A team of 12 of us—four from the U.S., including myself—went to Tokyo and had an amazing set of sessions with representatives from the World Bank, the Japanese government, and Japanese NGOs that had been involved in disaster response. They presented a lot of information on what they had learned, and we advised them on translating that into something useful for developing countries.

We’re going to meet in early May in Washington, D.C., to look at their revised report. The final version will be presented at the World Bank/International Monetary Fund (IMF) annual meeting in Japan in October. At that meeting the report will go out to all the member states of the IMF and the World Bank so that they incorporate these lessons into future development.

You just came back from Los Angeles for a very different project. Could you tell us about that?

The field of mobilities studies is very flexible so that I can bring it back into all sorts of directions. I was in Los Angeles in February curating a major exhibition on mobilities in art. It’s another new field that I never expected to work on, but it’s really beginning to take off.

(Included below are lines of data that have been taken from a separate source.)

// CLI module

pub mod args;

pub use args::{Cli, ColorMode};
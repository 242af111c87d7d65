pub mod cli;
pub mod commands;
pub mod config;
pub mod events;
pub mod logging;
pub mod report;
pub mod state;

pub use events::{TestEvent, replay};
pub use report::{ProgressReporter, TestOutcomeListener};
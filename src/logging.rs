// Diagnostic logging - kept on stderr so it never interleaves with the report

use chrono::Local;
use tracing::{Event, Level, Subscriber};
use tracing_subscriber::EnvFilter;
use tracing_subscriber::fmt::format::Writer;
use tracing_subscriber::fmt::{FmtContext, FormatEvent, FormatFields};
use tracing_subscriber::registry::LookupSpan;

use crate::cli::Cli;
use crate::config::Config;

/// `<emoji> LEVEL [HH:MM:SS]: message` event format
pub struct CustomFormatter;

/// Emoji and label for a level
pub fn level_prefix(level: &Level) -> (&'static str, &'static str) {
    match *level {
        Level::TRACE => ("🔬", "TRACE"),
        Level::DEBUG => ("🐛", "DEBUG"),
        Level::INFO => ("ℹ️ ", "INFO"),
        Level::WARN => ("⚠️ ", "WARN"),
        Level::ERROR => ("❌", "ERROR"),
    }
}

impl<S, N> FormatEvent<S, N> for CustomFormatter
where
    S: Subscriber + for<'a> LookupSpan<'a>,
    N: for<'a> FormatFields<'a> + 'static,
{
    fn format_event(
        &self,
        ctx: &FmtContext<'_, S, N>,
        mut writer: Writer<'_>,
        event: &Event<'_>,
    ) -> std::fmt::Result {
        let (emoji, level_str) = level_prefix(event.metadata().level());
        let timestamp = Local::now().format("%H:%M:%S");

        write!(writer, "{} {} [{}]: ", emoji, level_str, timestamp)?;
        ctx.field_format().format_fields(writer.by_ref(), event)?;
        writeln!(writer)
    }
}

/// Default filter directive
pub fn default_filter(verbose: bool) -> &'static str {
    if verbose {
        "progress_reporter=debug,warn"
    } else {
        "progress_reporter=warn,error"
    }
}

/// Debug-level logging is wanted for `--verbose` or `--debug`, from either
/// the command line or the configuration file
pub fn wants_debug(cli: &Cli, config: Option<&Config>) -> bool {
    cli.verbose
        || cli.debug
        || config.is_some_and(|cfg| cfg.reporter.verbose || cfg.reporter.debug)
}

/// Install the global subscriber; `RUST_LOG` overrides the default filter
pub fn init(verbose: bool) {
    let filter =
        EnvFilter::try_from_default_env().unwrap_or_else(|_| EnvFilter::new(default_filter(verbose)));

    // A second initialisation (e.g. from tests) is not an error worth reporting.
    let _ = tracing_subscriber::fmt()
        .event_format(CustomFormatter)
        .with_env_filter(filter)
        .with_writer(std::io::stderr)
        .try_init();
}

#[cfg(test)]
mod tests {
    use super::*;

    #[test]
    fn test_level_prefix() {
        assert_eq!(level_prefix(&Level::ERROR), ("❌", "ERROR"));
        assert_eq!(level_prefix(&Level::DEBUG).1, "DEBUG");
    }

    #[test]
    fn test_debug_flag_alone_enables_debug_filter() {
        let cli = Cli {
            debug: true,
            ..Cli::default()
        };
        assert!(wants_debug(&cli, None));
        assert!(default_filter(wants_debug(&cli, None)).contains("progress_reporter=debug"));
    }

    #[test]
    fn test_debug_from_config() {
        let mut config = Config::default();
        config.reporter.debug = true;
        assert!(wants_debug(&Cli::default(), Some(&config)));
        assert!(!wants_debug(&Cli::default(), Some(&Config::default())));
        assert!(!wants_debug(&Cli::default(), None));
    }

    #[test]
    fn test_default_filter() {
        assert!(default_filter(true).contains("progress_reporter=debug"));
        assert!(default_filter(false).contains("progress_reporter=warn"));
    }
}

The College Arts Association conference is one of the largest conferences for art curators, art historians and art professionals. I had worked with Hana Iverson on the Augmented Avenue Project, and she initially had this idea of us doing a panel together on mobile art. We put out a call, and we got so many great submissions we planned two panels. Then we decided: why don’t we do an exhibition while we’re at it?

We got access to a wonderful gallery at UCLA at the Broad Art Center. The exhibition we created, LA Re.Play, included digital work, video computer documentation and augmented reality pieces (www.lareplay.net). They were placed around UCLA, the LA Convention Center and all around Los Angeles. It had a big impact at the conference because the leading writers in the field came to our sessions and exhibit. We hope to bring the show to Philadelphia next year if we can get exhibition funding to produce it on an even bigger scale.

How can someone get more involved at the mCenter?

The mCenter is open to collaboration in a variety of ways. Students take my courses on mobilities usually as Special Subjects in Sociology or Communication. We sponsor a Mobility Visiting Speaker Series, which is open to the public, and I always welcome suggestions for speakers to invite. In the fall, for example, we co-sponsored the MP3 experiment by Charlie Todd, who got hundreds of students to participate in a “flash mob” experience. Just follow our blog at mCenterDrexel.wordpress.com, mCenter @ Drexel on Facebook, or mCenterDrexel on Twitter, to get involved.

We also sponsor occasional conferences or symposia that the Drexel community can attend, which many did for our Mobilities in Motion conference last year. I also invite graduate students and researchers to join the Pan-American Mobilities Network, which I co-founded. We expect to co-host the 2014 conference of the International Association for the History of Traffic, Transport and Mobility (T2M) with the Smithsonian Institute’s National Air and Space Museum, in Washington, D.C., and would welcome the Drexel community to attend.